• [YOUR OBJECTIVE]: Work out how many lines in the entries below include the word "datagrams", and give only that figure.

• [Saved data entries]:
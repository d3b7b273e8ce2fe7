// Copyright (c) 2023 The TQUIC Authors.
//
// Licensed under the Apache License, Version 2.0 (the "License");
// you may not use this file except in compliance with the License.
// You may obtain a copy of the License at
//
//     http://www.apache.org/licenses/LICENSE-2.0
//
// Unless required by applicable law or agreed to in writing, software
// distributed under the License is distributed on an "AS IS" BASIS,
// WITHOUT WARRANTIES OR CONDITIONS OF ANY KIND, either express or implied.
// See the License for the specific language governing permissions and
// limitations under the License.

//! Datagrump is the sender-side congestion window controller of a simple
//! reliable-delivery-over-UDP transport.
//!
//! On every sent datagram and every received acknowledgment it decides how
//! many unacknowledged datagrams the sender may keep in flight, and how long
//! the sender should wait for an acknowledgment before treating a send as
//! lost. Socket I/O, framing, retransmission and the receiver are left to the
//! embedding transport, which calls into a [`Controller`] from its event
//! loop.
//!
//! ## Get started
//!
//! ```
//! let conf = datagrump::Config::new();
//! let mut controller = datagrump::Controller::new(&conf)?;
//!
//! controller.datagram_was_sent(0, 1000);
//! controller.ack_received(0, 1000, 1020, 1045)?;
//! assert!(controller.window_size() >= 1);
//! assert_eq!(controller.timeout_ms(), 90);
//! # Ok::<(), datagrump::error::Error>(())
//! ```
//!
//! ## Feature flags
//!
//! * `ffi`: Build and expose the FFI API.

use std::cmp;
use std::time::Duration;

use log::*;
use serde::Deserialize;
use serde::Serialize;

use crate::congestion_control::build_congestion_controller;
use crate::congestion_control::CongestionController;

/// The timer granularity of the controller. Timeouts are never shorter.
pub const TIMER_GRANULARITY: Duration = Duration::from_millis(1);

/// Default initial congestion window in datagrams.
const DEFAULT_INITIAL_WINDOW: u64 = 50;

/// Default minimal congestion window in datagrams.
const DEFAULT_MIN_WINDOW: u64 = 1;

/// Default seed of the minimum RTT in milliseconds. It is the largest
/// queueing delay the controller tolerates before any sample arrives.
const DEFAULT_INITIAL_MIN_RTT: u64 = 80;
// Copyright (c) 2023 The TQUIC Authors.
//
// Licensed under the Apache License, Version 2.0 (the "License");
// you may not use this file except in compliance with the License.
// You may obtain a copy of the License at
//
//     http://www.apache.org/licenses/LICENSE-2.0
//
// Unless required by applicable law or agreed to in writing, software
// distributed under the License is distributed on an "AS IS" BASIS,
// WITHOUT WARRANTIES OR CONDITIONS OF ANY KIND, either express or implied.
// See the License for the specific language governing permissions and
// limitations under the License.

//! A linear trend predictor for the RTT of the next acknowledgment.
//!
//! The RTT a sender observes is always one round trip stale relative to the
//! congestion it describes. The predictor keeps the last N (ack time, RTT)
//! pairs, fits an ordinary least-squares line `rtt = slope * t + intercept`
//! over them and extrapolates one inter-arrival interval past the current ack.
//!
//! The sums of t, rtt, t^2 and t*rtt are maintained incrementally as samples
//! enter and leave the window, so each update is constant time.

use log::*;

/// Bounds of the number of samples the trend is fitted over.
const MIN_CAPACITY: usize = 2;
const MAX_CAPACITY: usize = 1024;

/// Max span in milliseconds between the first buffered sample and a new one.
/// Keeps every term of the least-squares sums within i128.
const MAX_SPAN: u64 = 1 << 40;

/// One (ack time, RTT) pair. Times are relative to the first recorded ack.
#[derive(Debug, Copy, Clone, Default)]
struct RttPoint {
    /// Ack time in milliseconds since the predictor origin.
    time: u64,

    /// RTT sample in milliseconds.
    rtt: u64,
}

#[derive(Debug, Clone)]
pub struct RttPredictor {
    /// Ring buffer of the most recent samples in arrival order.
    points: Vec<RttPoint>,

    /// Max number of samples kept.
    capacity: usize,

    /// Index of the oldest sample, overwritten once the buffer is full.
    oldest: usize,

    /// Absolute ack time of the first recorded sample.
    origin: Option<u64>,

    /// Absolute ack time of the newest sample.
    last_time: Option<u64>,

    /// Absolute ack time of the sample before the newest one.
    prev_time: Option<u64>,

    /// Total number of samples accepted since creation.
    recorded: u64,

    sum_t: i128,
    sum_rtt: i128,
    sum_tt: i128,
    sum_trtt: i128,
}

impl RttPredictor {
    pub fn new(capacity: usize) -> Self {
        let capacity = capacity.clamp(MIN_CAPACITY, MAX_CAPACITY);
        Self {
            points: Vec::with_capacity(capacity),
            capacity,
            oldest: 0,
            origin: None,
            last_time: None,
            prev_time: None,
            recorded: 0,
            sum_t: 0,
            sum_rtt: 0,
            sum_tt: 0,
            sum_trtt: 0,
        }
    }

    /// Number of samples currently buffered.
    pub fn len(&self) -> usize {
        self.points.len()
    }

    /// Check if no sample was recorded.
    pub fn is_empty(&self) -> bool {
        self.points.is_empty()
    }

    /// Check if the buffer holds `capacity` samples.
    pub fn is_full(&self) -> bool {
        self.points.len() == self.capacity
    }

    /// Total number of samples accepted so far.
    pub fn recorded(&self) -> u64 {
        self.recorded
    }

    /// Record a new sample. Return false if the sample was dropped because its
    /// ack time does not strictly follow the newest buffered sample, which
    /// would make the slope undefined.
    pub fn record(&mut self, ack_time: u64, rtt: u64) -> bool {
        if let Some(last) = self.last_time {
            if ack_time <= last {
                trace!(
                    "rtt predictor: drop sample at {}ms, newest sample is at {}ms",
                    ack_time,
                    last
                );
                return false;
            }
        }

        if let Some(origin) = self.origin {
            if ack_time - origin > MAX_SPAN {
                trace!(
                    "rtt predictor: restart trend at {}ms, origin is {}ms",
                    ack_time,
                    origin
                );
                self.restart();
            }
        }

        let origin = *self.origin.get_or_insert(ack_time);
        let point = RttPoint {
            time: ack_time - origin,
            rtt,
        };

        if self.is_full() {
            let evicted = self.points[self.oldest];
            self.remove_sums(evicted);
            self.points[self.oldest] = point;
            self.oldest = (self.oldest + 1) % self.capacity;
        } else {
            self.points.push(point);
        }
        self.add_sums(point);

        self.prev_time = self.last_time;
        self.last_time = Some(ack_time);
        self.recorded = self.recorded.saturating_add(1);
        true
    }

    /// Predict the RTT of the ack following the one at `ack_time`.
    ///
    /// Return None until the buffer is full. The prediction is rounded up and
    /// never lower than `min_rtt`.
    pub fn predict(&self, ack_time: u64, min_rtt: u64) -> Option<u64> {
        if !self.is_full() || self.capacity < 2 {
            return None;
        }
        let origin = self.origin?;

        // The gap since the previous ack is assumed to repeat once more.
        let previous = match self.last_time {
            Some(last) if last < ack_time => last,
            _ => self.prev_time?,
        };
        let gap = ack_time.saturating_sub(previous);
        let target = ack_time.saturating_sub(origin).saturating_add(gap);

        let n = self.points.len() as i128;
        let denom = n * self.sum_tt - self.sum_t * self.sum_t;
        if denom == 0 {
            return None;
        }
        let slope = (n * self.sum_trtt - self.sum_t * self.sum_rtt) as f64 / denom as f64;
        let mean_t = self.sum_t as f64 / n as f64;
        let mean_rtt = self.sum_rtt as f64 / n as f64;

        let predicted = (mean_rtt + slope * (target as f64 - mean_t)).ceil();
        if !predicted.is_finite() || predicted < min_rtt as f64 {
            return Some(min_rtt);
        }

        trace!(
            "rtt predictor: slope = {}, target = {}ms, predicted rtt = {}ms",
            slope,
            target,
            predicted
        );
        Some(predicted as u64)
    }

    /// Drop all buffered samples. The next sample becomes the origin.
    fn restart(&mut self) {
        self.points.clear();
        self.oldest = 0;
        self.origin = None;
        self.sum_t = 0;
        self.sum_rtt = 0;
        self.sum_tt = 0;
        self.sum_trtt = 0;
    }

    fn add_sums(&mut self, p: RttPoint) {
        let (t, rtt) = (p.time as i128, p.rtt as i128);
        self.sum_t += t;
        self.sum_rtt += rtt;
        self.sum_tt += t * t;
        self.sum_trtt += t * rtt;
    }

    fn remove_sums(&mut self, p: RttPoint) {
        let (t, rtt) = (p.time as i128, p.rtt as i128);
        self.sum_t -= t;
        self.sum_rtt -= rtt;
        self.sum_tt -= t * t;
        self.sum_trtt -= t * rtt;
    }
}

#[cfg(test)]
mod tests {
    use super::*;

    #[test]
    fn rtt_predictor_not_full() {
        let mut p = RttPredictor::new(4);
        assert!(p.is_empty());
        assert_eq!(p.predict(0, 10), None);

        for (i, t) in [1000, 1010, 1020].iter().enumerate() {
            assert!(p.record(*t, 50));
            assert_eq!(p.len(), i + 1);
            assert_eq!(p.predict(*t, 10), None);
        }
        assert!(!p.is_full());
    }

    #[test]
    fn rtt_predictor_linear_trend() {
        let mut p = RttPredictor::new(4);
        for (t, rtt) in [(1000, 50), (1010, 60), (1020, 70), (1030, 80)] {
            p.record(t, rtt);
        }
        assert!(p.is_full());

        // One more inter-arrival interval on the same line.
        assert_eq!(p.predict(1030, 10), Some(90));
    }

    #[test]
    fn rtt_predictor_flat() {
        let mut p = RttPredictor::new(4);
        for t in [5, 17, 20, 42] {
            p.record(t, 50);
        }
        assert_eq!(p.predict(42, 50), Some(50));
    }

    #[test]
    fn rtt_predictor_round_up() {
        let mut p = RttPredictor::new(4);
        for (t, rtt) in [(0, 50), (10, 50), (20, 51), (30, 51)] {
            p.record(t, rtt);
        }

        // slope = 0.04, 50.5 + 0.04 * (40 - 15) = 51.5
        assert_eq!(p.predict(30, 10), Some(52));
    }

    #[test]
    fn rtt_predictor_clamp_to_min_rtt() {
        let mut p = RttPredictor::new(4);
        for (t, rtt) in [(0, 100), (10, 80), (20, 60), (30, 40)] {
            p.record(t, rtt);
        }

        // The trend points at 20ms, which is better than ever observed.
        assert_eq!(p.predict(30, 40), Some(40));

        // A steeply falling trend extrapolates below zero.
        let mut p = RttPredictor::new(4);
        for (t, rtt) in [(0, 300), (1, 200), (2, 100), (3, 0)] {
            p.record(t, rtt);
        }
        assert_eq!(p.predict(3, 15), Some(15));
    }

    #[test]
    fn rtt_predictor_overwrite_oldest() {
        let mut p = RttPredictor::new(4);
        for (t, rtt) in [(0, 100), (10, 50), (20, 60), (30, 70), (40, 80)] {
            p.record(t, rtt);
        }
        assert_eq!(p.len(), 4);
        assert_eq!(p.recorded(), 5);

        // The first sample no longer takes part in the fit.
        assert_eq!(p.predict(40, 10), Some(90));

        for (t, rtt) in [(50, 80), (60, 80), (70, 80), (80, 80)] {
            p.record(t, rtt);
        }
        assert_eq!(p.predict(80, 10), Some(80));
    }

    #[test]
    fn rtt_predictor_duplicate_time() {
        let mut p = RttPredictor::new(4);
        assert!(p.record(100, 50));
        assert!(!p.record(100, 70));
        assert_eq!(p.recorded(), 1);
        assert_eq!(p.len(), 1);

        // Out of order samples are dropped as well.
        assert!(p.record(110, 50));
        assert!(!p.record(105, 50));
        assert_eq!(p.recorded(), 2);
    }

    #[test]
    fn rtt_predictor_capacity_bounds() {
        let mut p = RttPredictor::new(0);
        assert!(p.record(100, 50));
        assert!(!p.is_full());
        assert!(p.record(110, 60));
        assert!(p.is_full());
        assert_eq!(p.predict(110, 10), Some(70));

        // The oldest sample is overwritten as with any other capacity.
        assert!(p.record(120, 80));
        assert_eq!(p.len(), 2);
        assert_eq!(p.predict(120, 10), Some(100));

        let p = RttPredictor::new(usize::MAX);
        assert_eq!(p.capacity, MAX_CAPACITY);
    }

    #[test]
    fn rtt_predictor_restart_on_huge_gap() {
        let mut p = RttPredictor::new(2);
        assert!(p.record(0, 10));
        assert!(p.record(u64::MAX, 10));
        assert_eq!(p.len(), 1);
        assert_eq!(p.recorded(), 2);
        assert_eq!(p.predict(u64::MAX, 10), None);

        // Gaps up to the limit keep the trend.
        let mut p = RttPredictor::new(2);
        assert!(p.record(0, 10));
        assert!(p.record(MAX_SPAN, 20));
        assert_eq!(p.len(), 2);
        assert_eq!(p.predict(MAX_SPAN, 10), Some(30));
    }

    #[test]
    fn rtt_predictor_uneven_gap() {
        let mut p = RttPredictor::new(4);
        for (t, rtt) in [(0, 10), (10, 20), (20, 30), (40, 50)] {
            p.record(t, rtt);
        }

        // rtt = t + 10 exactly, extrapolated to 40 + (40 - 20).
        assert_eq!(p.predict(40, 0), Some(70));
    }
}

• [ANSWER TO THIS PROBLEM]: 3